Origin and History of HIV/AIDS

False-color scanning electron micrograph of HIV-1, in green, budding from cultured lymphocyte

AIDS is caused by HIV (human immunodeficiency virus), which arose in non-human primates in West and Central Africa. While different sub-groups of the virus acquired human infectivity at other times, the global pandemic had its roots in the evolution of one specific strain – HIV-1 subgroup M – in Léopoldville in the Belgian Congo (now Kinshasa in the DRC (the Democratic Republic of the Congo)) in the early 1920s.

HIV-1 from chimpanzees and gorillas to humans

Scientists usually accept that the known groups (or strains) of HIV-1 are most closely linked to the SIVs (simian immunodeficiency viruses endemic) in ape populations of West Central African forests. In particular, each of the HIV-1 strains is related to the SIV that infects the SIVcpz (chimpanzee subspecies Pan troglodytes) or closely related to the SIV that affects western lowland gorillas, called SIVgor.

The epidemic HIV-1 strain (group Main or M) and a unique strain found only in a few Cameroonian people (group N) are derived from SIVcpz strains endemic in Pan troglodytes chimpanzee residents living in Cameroon.

Another very unique HIV-1 strain (group P) is derived from the SIVgor strains of Cameroon. Finally, the primate ancestor of HIV-1 group O, a strain sadly infecting 100,000 people, mostly from Cameroon and neighboring countries, was confirmed in 2006 to be SIVgor.

The epidemic HIV-1 group M is most closely linked to the SIVcpz received from Cameroon’s southeastern rain forests (East Province) near the Sangha River.

Thus, this area is presumably where the virus was initially transmitted from chimpanzees to humans. However, epidemiological evidence of early HIV-1 infection in stored blood samples and of old cases of AIDS in Central Africa has led many scientists to believe that HIV-1 group M early human center was probably not in Cameroon, but somewhat further south in the Belgian Congo (the modern-day the Democratic Republic of the Congo) mostly in its capital city, Léopoldville (current day Kinshasa).

Using HIV-1 sequences stored in human biological samples and estimates of viral mutation rates, experts calculate that the constant jump from chimpanzee to human probably occurred during the late 19th or early 20th century, a time of accelerated urbanization of equatorial Africa. Exactly when the zoonosis really occurred is unknown. Some molecular records investigations suggest that HIV-1 group M had its MRCA (most recent common ancestor) (that is, started to rapidly spread in the human population) in the early 20th century, presumably between 1915 and 1941. A study published in 2008, investigating viral sequences obtained from a biopsy made in Kinshasa, in 1960, along with previously recognized sequences, proposed a common ancestor between 1873 and 1933 (with central estimations varying between 1902 and 1921).

Genetic recombination had earlier been thought to “severely confound” such phylogenetic study, but later “work has proposed that recombination is not likely to systematically results [bias].” However, recombination is “suspected to increase variance.” The latest results of a 2008 phylogenetics research support the later work and show that HIV evolves “fairly reliably.”
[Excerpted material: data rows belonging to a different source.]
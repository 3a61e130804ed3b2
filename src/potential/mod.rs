/*
MIT License with postqe Attribution

Copyright (c) 2025 Ameyanagi

Based on or developed using Distribution: postqe
Copyright (c) 2016-2017 Quantum ESPRESSO Foundation and SISSA (Scuola Internazionale Superiore di Studi Avanzati).
All rights reserved.
*/

//! Potential calculation module
//!
//! Turns a real-space charge density into the potentials felt by an
//! electron: the bare ionic potential, the Hartree potential, the
//! exchange-correlation potential and their sum. The ionic pseudopotential
//! and the xc functional are evaluated by injected [`LocalPotentialEvaluator`]
//! and [`XcEvaluator`] implementations.

mod bare;
mod config;
mod errors;
mod exchange_correlation;
mod hartree;
mod kind;

pub use bare::{bare_potential, GaussianIonPotential, LocalPotentialEvaluator, LocalPotentialRequest};
pub use config::KernelConfig;
pub use errors::{PotentialError, Result};
pub use exchange_correlation::{
    pz_correlation, slater_exchange, xc_potential, ExchangeCorrelationType, LocalDensityXc,
    XcComponents, XcEvaluator,
};
pub use hartree::{hartree_from_coefficients, hartree_potential, hartree_prefactor};
pub use kind::PotentialKind;

use crate::context::StructureContext;
use crate::grid::Mesh;
use log::debug;
use ndarray::Array3;
use std::fmt;
use std::sync::Arc;

/// The evaluators and constants used to compute potentials
#[derive(Clone)]
pub struct PotentialKernels {
    local: Arc<dyn LocalPotentialEvaluator>,
    xc: Arc<dyn XcEvaluator>,
    config: KernelConfig,
}

impl PotentialKernels {
    /// Kernels with the given evaluators and the default configuration
    pub fn new(local: Arc<dyn LocalPotentialEvaluator>, xc: Arc<dyn XcEvaluator>) -> Self {
        Self {
            local,
            xc,
            config: KernelConfig::default(),
        }
    }

    /// Replace the numerical configuration
    pub fn with_config(mut self, config: KernelConfig) -> Self {
        self.config = config;
        self
    }

    pub fn config(&self) -> &KernelConfig {
        &self.config
    }

    /// Potential of the given kind for a real-space charge density
    pub fn compute(
        &self,
        kind: PotentialKind,
        charge: &Array3<f64>,
        context: &StructureContext,
    ) -> Result<Array3<f64>> {
        debug!("computing {} on a {:?} mesh", kind, charge.dim());
        match kind {
            PotentialKind::Bare => self.bare(charge, context),
            PotentialKind::Hartree => self.hartree(charge, context),
            PotentialKind::Xc => self.xc(charge, context),
            PotentialKind::Total => {
                let (bare, (hartree, xc)) = rayon::join(
                    || self.bare(charge, context),
                    || {
                        rayon::join(
                            || self.hartree(charge, context),
                            || self.xc(charge, context),
                        )
                    },
                );
                Ok(bare? + &hartree? + &xc?)
            }
        }
    }

    fn bare(&self, charge: &Array3<f64>, context: &StructureContext) -> Result<Array3<f64>> {
        let (nr1, nr2, nr3) = charge.dim();
        let mesh = Mesh::new(nr1, nr2, nr3)?;
        bare_potential(context, mesh, self.local.as_ref())
    }

    fn hartree(&self, charge: &Array3<f64>, context: &StructureContext) -> Result<Array3<f64>> {
        let basis = context.reciprocal_basis()?;
        hartree_potential(charge, &basis, context.ecutrho, context.alat, &self.config)
    }

    /// The core charge is taken as zero
    fn xc(&self, charge: &Array3<f64>, context: &StructureContext) -> Result<Array3<f64>> {
        let core = Array3::zeros(charge.dim());
        xc_potential(charge, &core, &context.functional, self.xc.as_ref(), &self.config)
    }
}

impl Default for PotentialKernels {
    fn default() -> Self {
        Self::new(Arc::new(GaussianIonPotential), Arc::new(LocalDensityXc))
    }
}

impl fmt::Debug for PotentialKernels {
    fn fmt(&self, f: &mut fmt::Formatter<'_>) -> fmt::Result {
        f.debug_struct("PotentialKernels")
            .field("config", &self.config)
            .finish_non_exhaustive()
    }
}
Further research was sadly hindered due to the primates’ turning critically endangered. Sample reports resulted in little data due to the rarity of the experimental material. The scientists, however, were able to hypothesize a phylogeny from the gathered data carefully. They were also able to utilise the molecular clock of a particular strain of HIV to fix the initial transmission date, which is calculated to be around 1915–1931.

Bushmeat practice

According to the natural transfer theory (also called “bushmeat theory” or “hunter theory”), in the most plausible and most straightforward explanation for the cross-species transmission” SIV or HIV (after the mutation), the virus was transferred from a monkey or an ape to a human when a bushmeat vendor/handler or hunter was cut or bitten while butchering or hunting the animal. The following exposure to blood or other bodily fluids of the ape or the monkey can result in SIV infection.
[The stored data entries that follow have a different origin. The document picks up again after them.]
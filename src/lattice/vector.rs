/*
MIT License with postqe Attribution

Copyright (c) 2025 Ameyanagi

Based on or developed using Distribution: postqe
Copyright (c) 2016-2017 Quantum ESPRESSO Foundation and SISSA (Scuola Internazionale Superiore di Studi Avanzati).
All rights reserved.
*/

//! Vector3D type for lattice vectors, G vectors and atomic positions

use serde::{Deserialize, Serialize};
use std::fmt;
use std::ops::{Add, Mul, Neg, Sub};

/// Represents a 3D vector in either real or reciprocal space
#[derive(Debug, Clone, Copy, PartialEq, Default, Serialize, Deserialize)]
#[serde(from = "[f64; 3]", into = "[f64; 3]")]
pub struct Vector3D {
    pub x: f64,
    pub y: f64,
    pub z: f64,
}

impl Vector3D {
    pub fn new(x: f64, y: f64, z: f64) -> Self {
        Self { x, y, z }
    }

    /// Zero vector
    pub fn origin() -> Self {
        Self::new(0.0, 0.0, 0.0)
    }

    /// `|v|²`, the quantity compared against energy cutoffs
    pub fn norm_squared(&self) -> f64 {
        self.dot(self)
    }

    pub fn length(&self) -> f64 {
        self.norm_squared().sqrt()
    }

    pub fn dot(&self, other: &Self) -> f64 {
        self.x * other.x + self.y * other.y + self.z * other.z
    }

    pub fn cross(&self, other: &Self) -> Self {
        Self::new(
            self.y * other.z - self.z * other.y,
            self.z * other.x - self.x * other.z,
            self.x * other.y - self.y * other.x,
        )
    }

    /// Components as an array
    pub fn to_array(self) -> [f64; 3] {
        [self.x, self.y, self.z]
    }
}

impl From<[f64; 3]> for Vector3D {
    fn from(v: [f64; 3]) -> Self {
        Self::new(v[0], v[1], v[2])
    }
}

impl From<Vector3D> for [f64; 3] {
    fn from(v: Vector3D) -> Self {
        v.to_array()
    }
}

impl fmt::Display for Vector3D {
    fn fmt(&self, f: &mut fmt::Formatter<'_>) -> fmt::Result {
        write!(f, "({:.6}, {:.6}, {:.6})", self.x, self.y, self.z)
    }
}

impl Add for Vector3D {
    type Output = Self;

    fn add(self, rhs: Self) -> Self {
        Self::new(self.x + rhs.x, self.y + rhs.y, self.z + rhs.z)
    }
}

impl Sub for Vector3D {
    type Output = Self;

    fn sub(self, rhs: Self) -> Self {
        self + (-rhs)
    }
}

impl Mul<f64> for Vector3D {
    type Output = Self;

    fn mul(self, factor: f64) -> Self {
        Self::new(self.x * factor, self.y * factor, self.z * factor)
    }
}

impl Neg for Vector3D {
    type Output = Self;

    fn neg(self) -> Self {
        Self::new(-self.x, -self.y, -self.z)
    }
}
Before World War II, some Sub-Saharan Africans were forced out of the village areas because of the greedy European demand for resources. Since rural African tribal people were not keen to try new agricultural practices in the forest, they turned to non-domesticated animals as their primary meat source. This malpractice of butchery and over-exposure to bushmeat increased blood-to-blood contact, increasing the transmission probability.